→ REQUIREMENT:
Filter out every line below that lacks "XlsxValue", and copy the rest.

BEGIN DATA PROVIDED

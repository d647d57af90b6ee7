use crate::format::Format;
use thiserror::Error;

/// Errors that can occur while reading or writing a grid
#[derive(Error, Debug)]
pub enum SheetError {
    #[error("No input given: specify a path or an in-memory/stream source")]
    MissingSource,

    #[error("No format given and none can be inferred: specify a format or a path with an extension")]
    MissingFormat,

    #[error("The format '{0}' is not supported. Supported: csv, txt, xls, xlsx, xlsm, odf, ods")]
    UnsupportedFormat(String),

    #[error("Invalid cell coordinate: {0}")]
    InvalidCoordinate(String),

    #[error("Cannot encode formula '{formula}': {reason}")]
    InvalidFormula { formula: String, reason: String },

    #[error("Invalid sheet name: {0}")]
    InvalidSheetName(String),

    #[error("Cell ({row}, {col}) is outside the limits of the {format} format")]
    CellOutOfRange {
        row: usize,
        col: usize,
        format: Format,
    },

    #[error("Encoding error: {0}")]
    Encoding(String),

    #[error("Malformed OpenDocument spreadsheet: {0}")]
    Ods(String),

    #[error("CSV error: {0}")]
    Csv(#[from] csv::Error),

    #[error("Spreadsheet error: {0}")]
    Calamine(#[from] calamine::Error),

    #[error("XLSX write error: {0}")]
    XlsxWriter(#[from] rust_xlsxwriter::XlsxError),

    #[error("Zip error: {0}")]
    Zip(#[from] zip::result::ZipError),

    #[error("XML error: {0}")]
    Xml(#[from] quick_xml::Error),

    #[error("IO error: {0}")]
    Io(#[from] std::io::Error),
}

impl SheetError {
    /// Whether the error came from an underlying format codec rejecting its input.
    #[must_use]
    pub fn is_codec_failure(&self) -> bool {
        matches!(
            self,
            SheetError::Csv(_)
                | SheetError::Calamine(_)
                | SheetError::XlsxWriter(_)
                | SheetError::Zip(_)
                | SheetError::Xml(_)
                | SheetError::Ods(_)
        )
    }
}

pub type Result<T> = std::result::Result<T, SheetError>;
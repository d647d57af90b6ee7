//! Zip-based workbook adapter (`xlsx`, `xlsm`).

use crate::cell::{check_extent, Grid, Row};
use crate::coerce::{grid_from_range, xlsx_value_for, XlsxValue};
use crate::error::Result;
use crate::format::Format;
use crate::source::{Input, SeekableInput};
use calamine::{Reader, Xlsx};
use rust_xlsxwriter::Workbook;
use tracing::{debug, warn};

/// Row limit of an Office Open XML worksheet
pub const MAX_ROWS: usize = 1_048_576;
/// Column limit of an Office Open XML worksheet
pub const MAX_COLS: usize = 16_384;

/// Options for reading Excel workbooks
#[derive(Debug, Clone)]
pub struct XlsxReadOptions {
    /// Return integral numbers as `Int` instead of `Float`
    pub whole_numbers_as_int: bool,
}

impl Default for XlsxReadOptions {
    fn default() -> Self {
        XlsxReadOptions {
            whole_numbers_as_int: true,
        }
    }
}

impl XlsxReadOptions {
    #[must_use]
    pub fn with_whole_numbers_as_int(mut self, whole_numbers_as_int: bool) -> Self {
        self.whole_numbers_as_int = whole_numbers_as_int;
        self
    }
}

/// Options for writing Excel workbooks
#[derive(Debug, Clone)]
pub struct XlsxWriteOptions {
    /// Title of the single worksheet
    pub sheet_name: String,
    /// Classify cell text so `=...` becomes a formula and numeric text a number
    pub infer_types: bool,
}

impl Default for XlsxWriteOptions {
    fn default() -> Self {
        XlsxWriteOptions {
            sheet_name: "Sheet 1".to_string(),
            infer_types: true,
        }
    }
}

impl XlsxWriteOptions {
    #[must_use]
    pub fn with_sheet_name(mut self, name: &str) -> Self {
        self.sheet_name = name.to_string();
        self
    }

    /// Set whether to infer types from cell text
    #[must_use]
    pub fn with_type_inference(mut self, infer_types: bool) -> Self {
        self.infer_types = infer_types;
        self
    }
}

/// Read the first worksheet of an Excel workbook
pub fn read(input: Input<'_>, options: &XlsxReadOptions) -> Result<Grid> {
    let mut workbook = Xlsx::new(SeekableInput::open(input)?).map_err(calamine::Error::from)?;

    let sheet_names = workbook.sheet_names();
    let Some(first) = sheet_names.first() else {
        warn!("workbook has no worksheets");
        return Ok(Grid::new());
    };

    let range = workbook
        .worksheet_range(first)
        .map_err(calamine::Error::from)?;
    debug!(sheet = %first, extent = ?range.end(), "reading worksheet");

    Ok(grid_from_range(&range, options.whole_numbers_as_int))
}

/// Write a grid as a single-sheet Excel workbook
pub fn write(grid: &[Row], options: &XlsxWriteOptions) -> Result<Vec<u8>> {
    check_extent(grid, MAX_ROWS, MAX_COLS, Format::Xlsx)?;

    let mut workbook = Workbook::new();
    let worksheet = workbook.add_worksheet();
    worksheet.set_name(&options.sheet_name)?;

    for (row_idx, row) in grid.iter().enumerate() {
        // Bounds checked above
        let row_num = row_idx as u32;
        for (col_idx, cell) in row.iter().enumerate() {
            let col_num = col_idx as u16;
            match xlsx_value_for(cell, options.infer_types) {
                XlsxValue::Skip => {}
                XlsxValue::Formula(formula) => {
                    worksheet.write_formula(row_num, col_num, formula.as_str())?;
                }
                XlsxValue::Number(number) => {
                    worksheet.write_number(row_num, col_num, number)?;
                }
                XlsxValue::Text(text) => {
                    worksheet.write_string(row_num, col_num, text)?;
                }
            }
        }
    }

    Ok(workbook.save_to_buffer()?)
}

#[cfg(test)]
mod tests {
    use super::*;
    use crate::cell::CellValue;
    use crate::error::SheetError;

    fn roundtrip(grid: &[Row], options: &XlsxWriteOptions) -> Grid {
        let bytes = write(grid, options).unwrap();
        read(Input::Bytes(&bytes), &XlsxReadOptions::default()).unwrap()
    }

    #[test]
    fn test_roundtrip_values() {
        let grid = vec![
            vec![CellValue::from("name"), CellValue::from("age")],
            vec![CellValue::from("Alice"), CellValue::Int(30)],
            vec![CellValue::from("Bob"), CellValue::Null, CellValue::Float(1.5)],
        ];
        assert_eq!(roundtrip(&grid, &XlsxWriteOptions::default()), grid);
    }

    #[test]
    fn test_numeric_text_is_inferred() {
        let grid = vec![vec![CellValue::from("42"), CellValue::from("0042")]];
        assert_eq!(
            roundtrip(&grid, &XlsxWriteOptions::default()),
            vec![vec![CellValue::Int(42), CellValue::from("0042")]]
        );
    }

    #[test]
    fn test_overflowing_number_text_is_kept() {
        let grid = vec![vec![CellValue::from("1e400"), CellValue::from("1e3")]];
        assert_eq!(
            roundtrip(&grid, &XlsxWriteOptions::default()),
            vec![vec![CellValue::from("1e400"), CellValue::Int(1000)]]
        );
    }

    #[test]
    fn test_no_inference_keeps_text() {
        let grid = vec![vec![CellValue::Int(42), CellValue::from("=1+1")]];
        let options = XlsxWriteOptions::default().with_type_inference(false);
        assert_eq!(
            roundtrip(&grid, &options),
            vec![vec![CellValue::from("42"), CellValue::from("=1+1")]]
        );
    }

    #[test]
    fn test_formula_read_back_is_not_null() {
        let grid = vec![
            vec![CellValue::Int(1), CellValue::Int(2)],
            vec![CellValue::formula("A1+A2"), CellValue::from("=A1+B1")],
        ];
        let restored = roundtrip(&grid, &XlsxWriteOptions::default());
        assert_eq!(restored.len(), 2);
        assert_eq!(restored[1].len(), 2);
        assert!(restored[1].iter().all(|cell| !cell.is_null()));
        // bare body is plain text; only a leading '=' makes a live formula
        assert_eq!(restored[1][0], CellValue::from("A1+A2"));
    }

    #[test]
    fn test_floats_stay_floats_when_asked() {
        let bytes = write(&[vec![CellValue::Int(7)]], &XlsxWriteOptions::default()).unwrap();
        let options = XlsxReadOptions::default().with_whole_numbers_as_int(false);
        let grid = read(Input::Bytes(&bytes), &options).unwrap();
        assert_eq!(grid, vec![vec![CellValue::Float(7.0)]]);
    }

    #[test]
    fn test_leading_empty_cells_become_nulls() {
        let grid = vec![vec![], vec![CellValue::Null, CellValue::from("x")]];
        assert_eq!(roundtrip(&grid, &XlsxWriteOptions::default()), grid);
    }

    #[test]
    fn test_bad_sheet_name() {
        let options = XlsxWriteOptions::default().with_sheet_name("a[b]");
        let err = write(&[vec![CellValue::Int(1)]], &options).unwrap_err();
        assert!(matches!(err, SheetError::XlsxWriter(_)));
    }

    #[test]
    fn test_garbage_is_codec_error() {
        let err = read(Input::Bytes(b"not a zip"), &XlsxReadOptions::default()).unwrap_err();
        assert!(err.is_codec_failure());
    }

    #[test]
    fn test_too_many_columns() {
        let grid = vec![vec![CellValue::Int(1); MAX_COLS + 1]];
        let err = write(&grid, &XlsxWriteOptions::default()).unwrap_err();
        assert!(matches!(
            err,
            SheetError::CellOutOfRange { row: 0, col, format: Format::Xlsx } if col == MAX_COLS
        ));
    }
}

END DATA PROVIDED

→ REPLY:
use crate::coerce::{grid_from_range, xlsx_value_for, XlsxValue};
                XlsxValue::Skip => {}
                XlsxValue::Formula(formula) => {
                XlsxValue::Number(number) => {
                XlsxValue::Text(text) => {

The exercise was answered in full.